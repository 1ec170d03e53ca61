//! Metadata export.
//!
//! One interpreter drives every format. A format is a [`FormatSpec`]
//! (JSON data, see `formats.json`), compiled once and then evaluated field by
//! field for each record. Adding a format means adding a format entry, either to the
//! built-in catalog or to a custom `formats_file`.
//!
//! Single-document formats are written to `<dir>/<format>.<ext>`; per-file
//! formats (XMP sidecars, NFO) to `<dir>/<format>/<artifact>`. Existing
//! artifacts are overwritten.

pub mod catalog;
pub mod value;
pub mod writers;

use anyhow::{Context, Result};
use serde::Serialize;
use std::collections::HashSet;
use std::path::{Path, PathBuf};
use tracing::{info, warn};

use crate::error::RecoveryError;
use crate::models::FileRecord;
use crate::naming::UniqueNames;
use crate::progress::{should_report, ProgressEvent, ProgressReporter};

pub use catalog::{CompiledFormat, FormatCatalog, FormatSpec, OutputSpec};

const PROGRESS_STEP: u64 = 500;

#[derive(Debug, Clone, PartialEq, Eq, Serialize)]
pub struct ExportedFormat {
    pub format: String,
    pub description: String,
    /// The document, or the directory holding per-file artifacts.
    pub path: PathBuf,
    pub records: usize,
    pub artifacts: usize,
}

#[derive(Debug, Clone, PartialEq, Eq, Serialize)]
pub struct FailedFormat {
    pub format: String,
    pub reason: String,
}

/// Written to `export_summary.json`.
#[derive(Debug, Clone, Serialize)]
pub struct ExportSummary {
    pub total_files: usize,
    pub files_with_tags: usize,
    pub files_with_albums: usize,
    pub unique_tags: usize,
    pub unique_albums: usize,
    pub exported_formats: Vec<ExportedFormat>,
    pub failed_formats: Vec<FailedFormat>,
    pub output_directory: PathBuf,
    pub generated_at: String,
}

/// Run one compiled format over `records` and write its artifact(s).
pub fn export(
    records: &[FileRecord],
    format: &CompiledFormat,
    dir: &Path,
    progress: &dyn ProgressReporter,
) -> Result<ExportedFormat> {
    let selected: Vec<&FileRecord> = records
        .iter()
        .filter(|r| r.is_recoverable() && format.applies(r.category()))
        .collect();
    let total = selected.len() as u64;
    let tick = |n: u64| {
        if should_report(n, total, PROGRESS_STEP) {
            progress.report(ProgressEvent::Exporting {
                format: format.name.clone(),
                n,
                total,
            });
        }
    };

    let (path, artifacts) = match &format.output {
        OutputSpec::Delimited { delimiter } => {
            let delimiter = delimiter.chars().next().unwrap_or(',');
            let mut body = writers::delimited_header(format, delimiter);
            for (i, rec) in selected.iter().enumerate() {
                body.push_str(&writers::delimited_row(format, rec, delimiter));
                tick(i as u64 + 1);
            }
            let path = dir.join(format!("{}.{}", format.name, format.extension));
            std::fs::write(&path, body)
                .with_context(|| format!("Failed to write {}", path.display()))?;
            (path, 1)
        }
        OutputSpec::Json { layout, root_key } => {
            let mut objects = Vec::with_capacity(selected.len());
            for (i, rec) in selected.iter().enumerate() {
                objects.push(writers::json_object(format, rec));
                tick(i as u64 + 1);
            }
            let doc = writers::json_document(*layout, root_key.as_deref(), &selected, objects);
            let path = dir.join(format!("{}.{}", format.name, format.extension));
            let body = serde_json::to_string_pretty(&doc)?;
            std::fs::write(&path, body)
                .with_context(|| format!("Failed to write {}", path.display()))?;
            (path, 1)
        }
        OutputSpec::XmlPerFile {
            dialect,
            root,
            naming,
            namespaces,
        } => {
            let sub = dir.join(&format.name);
            std::fs::create_dir_all(&sub)
                .with_context(|| format!("Failed to create {}", sub.display()))?;
            let mut names = UniqueNames::new();
            for (i, rec) in selected.iter().enumerate() {
                let doc = writers::xml_document(format, *dialect, root.as_deref(), namespaces, rec)?;
                let file = names.claim(&writers::artifact_name(rec, *naming, &format.extension));
                let target = sub.join(file);
                std::fs::write(&target, doc)
                    .with_context(|| format!("Failed to write {}", target.display()))?;
                tick(i as u64 + 1);
            }
            (sub, selected.len())
        }
    };

    info!(format = %format.name, records = selected.len(), path = %path.display(), "exported");
    Ok(ExportedFormat {
        format: format.name.clone(),
        description: format.description.clone(),
        path,
        records: selected.len(),
        artifacts,
    })
}

/// Export every requested format (all of them when `names` is empty).
///
/// A format that is unknown, fails to compile, or fails to write is
/// recorded in `failed_formats`; the others still run. Only an export
/// directory that cannot be created is an error.
pub fn export_all(
    records: &[FileRecord],
    catalog: &FormatCatalog,
    names: &[String],
    dir: &Path,
    progress: &dyn ProgressReporter,
) -> Result<ExportSummary> {
    std::fs::create_dir_all(dir).map_err(|source| RecoveryError::OutputRootUnavailable {
        path: dir.to_path_buf(),
        source,
    })?;

    let wanted: Vec<String> = if names.is_empty() {
        catalog.names().map(str::to_string).collect()
    } else {
        names.to_vec()
    };

    let mut exported = Vec::new();
    let mut failed = Vec::new();
    for name in &wanted {
        let Some(spec) = catalog.get(name) else {
            warn!(format = %name, "unknown export format");
            failed.push(FailedFormat {
                format: name.clone(),
                reason: "unknown format".to_string(),
            });
            continue;
        };
        let compiled = match spec.compile(name) {
            Ok(c) => c,
            Err(e) => {
                warn!(error = %e, "skipping export format");
                failed.push(FailedFormat {
                    format: name.clone(),
                    reason: e.to_string(),
                });
                continue;
            }
        };
        match export(records, &compiled, dir, progress) {
            Ok(done) => exported.push(done),
            Err(e) => {
                let reason = format!("{:#}", e);
                warn!(format = %name, error = %reason, "export failed");
                failed.push(FailedFormat {
                    format: name.clone(),
                    reason,
                });
            }
        }
    }

    let summary = summarize(records, dir, exported, failed);
    let path = dir.join("export_summary.json");
    std::fs::write(&path, serde_json::to_string_pretty(&summary)?)
        .with_context(|| format!("Failed to write {}", path.display()))?;
    Ok(summary)
}

fn summarize(
    records: &[FileRecord],
    dir: &Path,
    exported_formats: Vec<ExportedFormat>,
    failed_formats: Vec<FailedFormat>,
) -> ExportSummary {
    let files: Vec<&FileRecord> = records.iter().filter(|r| r.is_recoverable()).collect();
    let unique_tags: HashSet<&str> = files
        .iter()
        .flat_map(|r| r.tags.iter().map(|t| t.value.as_str()))
        .collect();
    let unique_albums: HashSet<&str> = files
        .iter()
        .flat_map(|r| r.albums.iter().map(|a| a.id.as_str()))
        .collect();
    ExportSummary {
        total_files: files.len(),
        files_with_tags: files.iter().filter(|r| !r.tags.is_empty()).count(),
        files_with_albums: files.iter().filter(|r| !r.albums.is_empty()).count(),
        unique_tags: unique_tags.len(),
        unique_albums: unique_albums.len(),
        exported_formats,
        failed_formats,
        output_directory: dir.to_path_buf(),
        generated_at: chrono::Utc::now().to_rfc3339(),
    }
}

#[cfg(test)]
mod tests {
    use super::*;
    use crate::models::{AlbumRef, Tag};
    use crate::progress::NoProgress;
    use tempfile::TempDir;

    fn records() -> Vec<FileRecord> {
        let mut photo = FileRecord::new("1", "abc", "IMG_1.jpg");
        photo.mime_type = "image/jpeg".into();
        photo.description = "Beach, day one".into();
        photo.image_capture_time = Some(1_609_459_200_000);
        photo.tags.insert(Tag {
            value: "person".into(),
            auto: true,
        });
        photo.tags.insert(Tag {
            value: "custom".into(),
            auto: false,
        });
        photo.albums.push(AlbumRef {
            id: "g1".into(),
            name: "Summer".into(),
        });

        let mut clip = FileRecord::new("2", "def", "clip.mp4");
        clip.mime_type = "video/mp4".into();
        clip.video.duration = Some(12.5);

        let mut folder = FileRecord::new("3", "ghi", "Photos");
        folder.mime_type = "application/x.wd.dir".into();

        vec![photo, clip, folder]
    }

    fn run(name: &str, dir: &Path) -> ExportedFormat {
        let catalog = FormatCatalog::builtin().unwrap();
        let compiled = catalog.get(name).unwrap().compile(name).unwrap();
        export(&records(), &compiled, dir, &NoProgress).unwrap()
    }

    #[test]
    fn lightroom_csv_rows() {
        let tmp = TempDir::new().unwrap();
        let out = run("lightroom_csv", tmp.path());
        assert_eq!(out.records, 2);
        let body = std::fs::read_to_string(&out.path).unwrap();
        let lines: Vec<&str> = body.lines().collect();
        assert_eq!(lines[0], "Filename,Keywords,Caption,Album,GPS");
        assert_eq!(lines[1], "IMG_1.jpg,person,\"Beach, day one\",Summer,");
        assert_eq!(lines[2], "clip.mp4,,,,");
        assert!(!body.contains("Photos"));
    }

    #[test]
    fn video_only_formats_skip_images() {
        let tmp = TempDir::new().unwrap();
        let out = run("iptc_video_csv", tmp.path());
        assert_eq!(out.records, 1);
        let body = std::fs::read_to_string(&out.path).unwrap();
        assert!(body.lines().nth(1).unwrap().starts_with("clip.mp4\tclip\t"));
    }

    #[test]
    fn per_file_xmp_sidecars() {
        let tmp = TempDir::new().unwrap();
        let out = run("xmp_sidecar", tmp.path());
        assert_eq!(out.artifacts, 2);
        let xmp = std::fs::read_to_string(out.path.join("IMG_1.jpg.xmp")).unwrap();
        assert!(xmp.contains("<rdf:li>person</rdf:li>"));
        assert!(xmp.contains("<rdf:li>custom</rdf:li>"));
        assert!(xmp.contains("xmlns:dc=\"http://purl.org/dc/elements/1.1/\""));
        assert!(xmp.contains("<xmp:Label>Summer</xmp:Label>"));
        assert!(!out.path.join("Photos.xmp").exists());
    }

    #[test]
    fn nfo_replaces_extension() {
        let tmp = TempDir::new().unwrap();
        let out = run("jellyfin_nfo", tmp.path());
        assert_eq!(out.artifacts, 1);
        let nfo = std::fs::read_to_string(out.path.join("clip.nfo")).unwrap();
        assert!(nfo.contains("<movie>"));
        assert!(nfo.contains("<title>clip</title>"));
    }

    #[test]
    fn album_structure_groups_files() {
        let tmp = TempDir::new().unwrap();
        let out = run("album_structure_json", tmp.path());
        let doc: serde_json::Value =
            serde_json::from_str(&std::fs::read_to_string(&out.path).unwrap()).unwrap();
        assert_eq!(doc["albums"][0]["name"], "Summer");
        assert_eq!(doc["albums"][0]["file_count"], 1);
        assert_eq!(doc["unfiled"][0]["name"], "clip.mp4");
    }

    #[test]
    fn export_all_isolates_broken_formats() {
        let tmp = TempDir::new().unwrap();
        let mut catalog = FormatCatalog::builtin().unwrap();
        let broken: FormatSpec = serde_json::from_value(serde_json::json!({
            "file_extension": "csv",
            "output": {"kind": "delimited"},
            "fields": [{"name": "X", "source": "name", "transform": "no_such_transform"}]
        }))
        .unwrap();
        catalog.insert("broken", broken);

        let names = vec![
            "broken".to_string(),
            "digikam_csv".to_string(),
            "missing".to_string(),
        ];
        let summary = export_all(&records(), &catalog, &names, tmp.path(), &NoProgress).unwrap();
        assert_eq!(summary.exported_formats.len(), 1);
        assert_eq!(summary.failed_formats.len(), 2);
        assert_eq!(summary.total_files, 2);
        assert_eq!(summary.files_with_tags, 1);
        assert_eq!(summary.unique_albums, 1);
        assert!(tmp.path().join("export_summary.json").is_file());
        assert!(tmp.path().join("digikam_csv.csv").is_file());
    }

    #[test]
    fn rerun_overwrites() {
        let tmp = TempDir::new().unwrap();
        let first = std::fs::read_to_string(run("plex_csv", tmp.path()).path).unwrap();
        let second = std::fs::read_to_string(run("plex_csv", tmp.path()).path).unwrap();
        assert_eq!(first, second);
    }
}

● WHAT YOU ARE ASKED TO DO
Every line in the data above that contains "FailedFormat" needs to be copied.

● YOUR RESPONSE
pub struct FailedFormat {
    pub failed_formats: Vec<FailedFormat>,
            failed.push(FailedFormat {
                failed.push(FailedFormat {
                failed.push(FailedFormat {
    failed_formats: Vec<FailedFormat>,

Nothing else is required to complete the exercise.